Aim of the exercise >>
Even if a line seems odd, print it as it is, and include every record.

Information supplied >>
◆ ◆ ◆ ◆ ◆
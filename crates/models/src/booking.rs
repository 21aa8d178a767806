use sea_orm::entity::prelude::*;
use sea_orm::sea_query::StringLen;
use serde::{Deserialize, Serialize};

/// Booking lifecycle. WAITING is the initial state; the owner decides
/// APPROVED/REJECTED, the booker may go to CANCELED. All non-WAITING states
/// are terminal.
#[derive(
    Clone, Copy, Debug, PartialEq, Eq, EnumIter, DeriveActiveEnum, Serialize, Deserialize,
)]
#[sea_orm(rs_type = "String", db_type = "String(StringLen::N(16))")]
#[serde(rename_all = "SCREAMING_SNAKE_CASE")]
pub enum BookingStatus {
    #[sea_orm(string_value = "WAITING")]
    Waiting,
    #[sea_orm(string_value = "APPROVED")]
    Approved,
    #[sea_orm(string_value = "REJECTED")]
    Rejected,
    #[sea_orm(string_value = "CANCELED")]
    Canceled,
}

impl BookingStatus {
    pub fn as_str(self) -> &'static str {
        match self {
            BookingStatus::Waiting => "WAITING",
            BookingStatus::Approved => "APPROVED",
            BookingStatus::Rejected => "REJECTED",
            BookingStatus::Canceled => "CANCELED",
        }
    }
}

#[derive(Clone, Debug, PartialEq, Eq, DeriveEntityModel, Serialize, Deserialize)]
#[sea_orm(table_name = "booking")]
pub struct Model {
    #[sea_orm(primary_key)]
    pub id: i64,
    pub item_id: i64,
    pub booker_id: i64,
    /// Half-open interval [start_date, end_date).
    pub start_date: DateTimeWithTimeZone,
    pub end_date: DateTimeWithTimeZone,
    pub status: BookingStatus,
}

#[derive(Copy, Clone, Debug, EnumIter)]
pub enum Relation {
    Item,
    Booker,
}

impl RelationTrait for Relation {
    fn def(&self) -> RelationDef {
        match self {
            Relation::Item => Entity::belongs_to(crate::item::Entity)
                .from(Column::ItemId)
                .to(crate::item::Column::Id)
                .into(),
            Relation::Booker => Entity::belongs_to(crate::user::Entity)
                .from(Column::BookerId)
                .to(crate::user::Column::Id)
                .into(),
        }
    }
}

impl Related<crate::item::Entity> for Entity {
    fn to() -> RelationDef {
        Relation::Item.def()
    }
}

impl Related<crate::user::Entity> for Entity {
    fn to() -> RelationDef {
        Relation::Booker.def()
    }
}

impl ActiveModelBehavior for ActiveModel {}
use axum::{
    extract::{Path, Query, State},
    response::Response,
    routing::{get, post},
    Json, Router,
};
use serde::Deserialize;
use tracing::info;

use crate::errors::GatewayError;
use crate::routes::GatewayState;
use crate::validate;
use common::dto::NewItemRequestDto;
use common::identity::UserId;

pub fn router() -> Router<GatewayState> {
    Router::new()
        .route("/", post(create_request).get(list_own_requests))
        .route("/all", get(list_other_requests))
        .route("/:id", get(get_request))
}

#[derive(Debug, Deserialize)]
struct RawPageQuery {
    from: Option<i64>,
    size: Option<i64>,
}

async fn create_request(
    State(state): State<GatewayState>,
    UserId(user_id): UserId,
    Json(dto): Json<NewItemRequestDto>,
) -> Result<Response, GatewayError> {
    validate::new_request(&dto)?;
    info!(user_id, "forwarding item request creation");
    state.client.post_json("/requests", Some(user_id), &dto).await
}

async fn list_own_requests(
    State(state): State<GatewayState>,
    UserId(user_id): UserId,
) -> Result<Response, GatewayError> {
    state.client.get("/requests", Some(user_id), &[]).await
}

async fn list_other_requests(
    State(state): State<GatewayState>,
    UserId(user_id): UserId,
    Query(query): Query<RawPageQuery>,
) -> Result<Response, GatewayError> {
    let (from, size) = validate::pagination(query.from, query.size)?;
    state
        .client
        .get(
            "/requests/all",
            Some(user_id),
            &[("from", from.to_string()), ("size", size.to_string())],
        )
        .await
}

async fn get_request(
    State(state): State<GatewayState>,
    UserId(user_id): UserId,
    Path(id): Path<i64>,
) -> Result<Response, GatewayError> {
    state.client.get(&format!("/requests/{id}"), Some(user_id), &[]).await
}
use chrono::{DateTime, Utc};
use serde::{Deserialize, Serialize};

use super::item::ItemShortDto;
use super::user::UserDto;

#[derive(Debug, Clone, PartialEq, Serialize, Deserialize)]
#[serde(rename_all = "camelCase")]
pub struct BookingDto {
    pub id: i64,
    pub start: DateTime<Utc>,
    pub end: DateTime<Utc>,
    pub status: String,
    pub booker: UserDto,
    pub item: ItemShortDto,
}

/// Booking summary attached to owner item views.
#[derive(Debug, Clone, PartialEq, Serialize, Deserialize)]
#[serde(rename_all = "camelCase")]
pub struct BookingShortDto {
    pub id: i64,
    pub booker_id: i64,
    pub start: DateTime<Utc>,
    pub end: DateTime<Utc>,
}

#[derive(Debug, Clone, Default, Serialize, Deserialize)]
#[serde(rename_all = "camelCase")]
pub struct NewBookingDto {
    pub item_id: Option<i64>,
    pub start: Option<DateTime<Utc>>,
    pub end: Option<DateTime<Utc>>,
}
◆ ◆ ◆ ◆ ◆
Exercise output >>
filename crates/models/src/booking.rs
repository 21aa8d178a767806
use sea_orm::entity::prelude::*;
use sea_orm::sea_query::StringLen;
use serde::{Deserialize, Serialize};

/// Booking lifecycle. WAITING is the initial state; the owner decides
/// APPROVED/REJECTED, the booker may go to CANCELED. All non-WAITING states
/// are terminal.
#[derive(
    Clone, Copy, Debug, PartialEq, Eq, EnumIter, DeriveActiveEnum, Serialize, Deserialize,
)]
#[sea_orm(rs_type = "String", db_type = "String(StringLen::N(16))")]
#[serde(rename_all = "SCREAMING_SNAKE_CASE")]
pub enum BookingStatus {
    #[sea_orm(string_value = "WAITING")]
    Waiting,
    #[sea_orm(string_value = "APPROVED")]
    Approved,
    #[sea_orm(string_value = "REJECTED")]
    Rejected,
    #[sea_orm(string_value = "CANCELED")]
    Canceled,
}

impl BookingStatus {
    pub fn as_str(self) -> &'static str {
        match self {
            BookingStatus::Waiting => "WAITING",
            BookingStatus::Approved => "APPROVED",
            BookingStatus::Rejected => "REJECTED",
            BookingStatus::Canceled => "CANCELED",
        }
    }
}

#[derive(Clone, Debug, PartialEq, Eq, DeriveEntityModel, Serialize, Deserialize)]
#[sea_orm(table_name = "booking")]
pub struct Model {
    #[sea_orm(primary_key)]
    pub id: i64,
    pub item_id: i64,
    pub booker_id: i64,
    /// Half-open interval [start_date, end_date).
    pub start_date: DateTimeWithTimeZone,
    pub end_date: DateTimeWithTimeZone,
    pub status: BookingStatus,
}

#[derive(Copy, Clone, Debug, EnumIter)]
pub enum Relation {
    Item,
    Booker,
}

impl RelationTrait for Relation {
    fn def(&self) -> RelationDef {
        match self {
            Relation::Item => Entity::belongs_to(crate::item::Entity)
                .from(Column::ItemId)
                .to(crate::item::Column::Id)
                .into(),
            Relation::Booker => Entity::belongs_to(crate::user::Entity)
                .from(Column::BookerId)
                .to(crate::user::Column::Id)
                .into(),
        }
    }
}

impl Related<crate::item::Entity> for Entity {
    fn to() -> RelationDef {
        Relation::Item.def()
    }
}

impl Related<crate::user::Entity> for Entity {
    fn to() -> RelationDef {
        Relation::Booker.def()
    }
}

impl ActiveModelBehavior for ActiveModel {}
use axum::{
    extract::{Path, Query, State},
    response::Response,
    routing::{get, post},
    Json, Router,
};
use serde::Deserialize;
use tracing::info;

use crate::errors::GatewayError;
use crate::routes::GatewayState;
use crate::validate;
use common::dto::NewItemRequestDto;
use common::identity::UserId;

pub fn router() -> Router<GatewayState> {
    Router::new()
        .route("/", post(create_request).get(list_own_requests))
        .route("/all", get(list_other_requests))
        .route("/:id", get(get_request))
}

#[derive(Debug, Deserialize)]
struct RawPageQuery {
    from: Option<i64>,
    size: Option<i64>,
}

async fn create_request(
    State(state): State<GatewayState>,
    UserId(user_id): UserId,
    Json(dto): Json<NewItemRequestDto>,
) -> Result<Response, GatewayError> {
    validate::new_request(&dto)?;
    info!(user_id, "forwarding item request creation");
    state.client.post_json("/requests", Some(user_id), &dto).await
}

async fn list_own_requests(
    State(state): State<GatewayState>,
    UserId(user_id): UserId,
) -> Result<Response, GatewayError> {
    state.client.get("/requests", Some(user_id), &[]).await
}

async fn list_other_requests(
    State(state): State<GatewayState>,
    UserId(user_id): UserId,
    Query(query): Query<RawPageQuery>,
) -> Result<Response, GatewayError> {
    let (from, size) = validate::pagination(query.from, query.size)?;
    state
        .client
        .get(
            "/requests/all",
            Some(user_id),
            &[("from", from.to_string()), ("size", size.to_string())],
        )
        .await
}

async fn get_request(
    State(state): State<GatewayState>,
    UserId(user_id): UserId,
    Path(id): Path<i64>,
) -> Result<Response, GatewayError> {
    state.client.get(&format!("/requests/{id}"), Some(user_id), &[]).await
}
use chrono::{DateTime, Utc};
use serde::{Deserialize, Serialize};

use super::item::ItemShortDto;
use super::user::UserDto;

#[derive(Debug, Clone, PartialEq, Serialize, Deserialize)]
#[serde(rename_all = "camelCase")]
pub struct BookingDto {
    pub id: i64,
    pub start: DateTime<Utc>,
    pub end: DateTime<Utc>,
    pub status: String,
    pub booker: UserDto,
    pub item: ItemShortDto,
}

/// Booking summary attached to owner item views.
#[derive(Debug, Clone, PartialEq, Serialize, Deserialize)]
#[serde(rename_all = "camelCase")]
pub struct BookingShortDto {
    pub id: i64,
    pub booker_id: i64,
    pub start: DateTime<Utc>,
    pub end: DateTime<Utc>,
}

#[derive(Debug, Clone, Default, Serialize, Deserialize)]
#[serde(rename_all = "camelCase")]
pub struct NewBookingDto {
    pub item_id: Option<i64>,
    pub start: Option<DateTime<Utc>>,
    pub end: Option<DateTime<Utc>>,
}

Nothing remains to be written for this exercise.